Work out the number of lines that hold "ZeroizeOnDrop" in the listing, and give that number with no other text.

:::::

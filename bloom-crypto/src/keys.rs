//! Identity key pairs and symmetric key material.
//!
//! Every user owns one RSA-2048 identity key pair. The public half is
//! published on the user's profile; the private half stays on the device
//! (and, sealed, in the recovery vault). The same key pair wraps the content
//! keys of shared media, so its size is tied to the RSA-OAEP overhead the
//! wrap path assumes.

use crate::error::{CryptoError, CryptoResult};
use crate::provider::{CryptoProvider, RustCryptoProvider};
use rsa::pkcs8::{DecodePublicKey, EncodePublicKey};
use sha2::{Digest, Sha256};
use std::fmt;
use std::sync::Arc;
use tracing::debug;
use zeroize::{Zeroize, ZeroizeOnDrop, Zeroizing};

/// RSA modulus length for identity keys.
pub const RSA_MODULUS_BITS: usize = 2048;

/// Size of AES-256 keys (content keys and vault master keys).
pub const KEY_SIZE: usize = 32;

/// Largest plaintext RSA-OAEP(SHA-256) can wrap under a 2048-bit modulus:
/// `modulus_bytes - 2 * hash_len - 2`.
pub const MAX_WRAP_PLAINTEXT: usize = RSA_MODULUS_BITS / 8 - 2 * 32 - 2;

/// A 256-bit symmetric key, zeroized on drop.
#[derive(Clone, Zeroize, ZeroizeOnDrop)]
pub struct SymmetricKey([u8; KEY_SIZE]);

impl SymmetricKey {
    pub fn from_bytes(bytes: [u8; KEY_SIZE]) -> Self {
        Self(bytes)
    }

    /// Builds a key from a slice, rejecting anything that is not 32 bytes.
    pub fn from_slice(bytes: &[u8]) -> CryptoResult<Self> {
        let array: [u8; KEY_SIZE] = bytes.try_into().map_err(|_| {
            CryptoError::InvalidKey(format!(
                "expected {KEY_SIZE}-byte key, got {} bytes",
                bytes.len()
            ))
        })?;
        Ok(Self(array))
    }

    pub fn as_bytes(&self) -> &[u8; KEY_SIZE] {
        &self.0
    }
}

impl fmt::Debug for SymmetricKey {
    fn fmt(&self, f: &mut fmt::Formatter<'_>) -> fmt::Result {
        f.write_str("SymmetricKey([REDACTED])")
    }
}

/// RSA identity key pair, both halves PEM-encoded.
///
/// `public_key` is SPKI (`BEGIN PUBLIC KEY`), `private_key` is PKCS8
/// (`BEGIN PRIVATE KEY`).
#[derive(Clone)]
pub struct IdentityKeyPair {
    pub public_key: String,
    pub private_key: Zeroizing<String>,
}

impl IdentityKeyPair {
    pub fn new(public_key: String, private_key: Zeroizing<String>) -> Self {
        Self {
            public_key,
            private_key,
        }
    }

    /// SHA-256 fingerprint of the public key, see [`public_key_fingerprint`].
    pub fn fingerprint(&self) -> CryptoResult<String> {
        public_key_fingerprint(&self.public_key)
    }
}

impl fmt::Debug for IdentityKeyPair {
    fn fmt(&self, f: &mut fmt::Formatter<'_>) -> fmt::Result {
        f.debug_struct("IdentityKeyPair")
            .field("public_key", &self.public_key)
            .field("private_key", &"[REDACTED]")
            .finish()
    }
}

/// Lowercase hex SHA-256 over the DER encoding of an SPKI public key.
///
/// Lets two partners compare keys out of band regardless of PEM line
/// wrapping.
pub fn public_key_fingerprint(public_key_pem: &str) -> CryptoResult<String> {
    let key = rsa::RsaPublicKey::from_public_key_pem(public_key_pem.trim())
        .map_err(|e| CryptoError::InvalidKey(format!("public key PEM: {e}")))?;
    let der = key
        .to_public_key_der()
        .map_err(|e| CryptoError::InvalidKey(format!("public key DER: {e}")))?;
    Ok(hex::encode(Sha256::digest(der.as_bytes())))
}

/// Produces identity key pairs through a [`CryptoProvider`].
#[derive(Clone)]
pub struct KeyGenerator {
    provider: Arc<dyn CryptoProvider>,
}

impl KeyGenerator {
    pub fn new(provider: Arc<dyn CryptoProvider>) -> Self {
        Self { provider }
    }

    /// Generates a fresh RSA-2048 identity key pair.
    ///
    /// Blocking and CPU heavy. Nothing is persisted; the caller stores the
    /// halves where they belong.
    pub fn generate_identity_keys(&self) -> CryptoResult<IdentityKeyPair> {
        let pair = self.provider.generate_key_pair(RSA_MODULUS_BITS)?;
        debug!("generated {RSA_MODULUS_BITS}-bit identity key pair");
        Ok(pair)
    }
}

impl Default for KeyGenerator {
    fn default() -> Self {
        Self::new(Arc::new(RustCryptoProvider))
    }
}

:::::

* Answer for the task *
2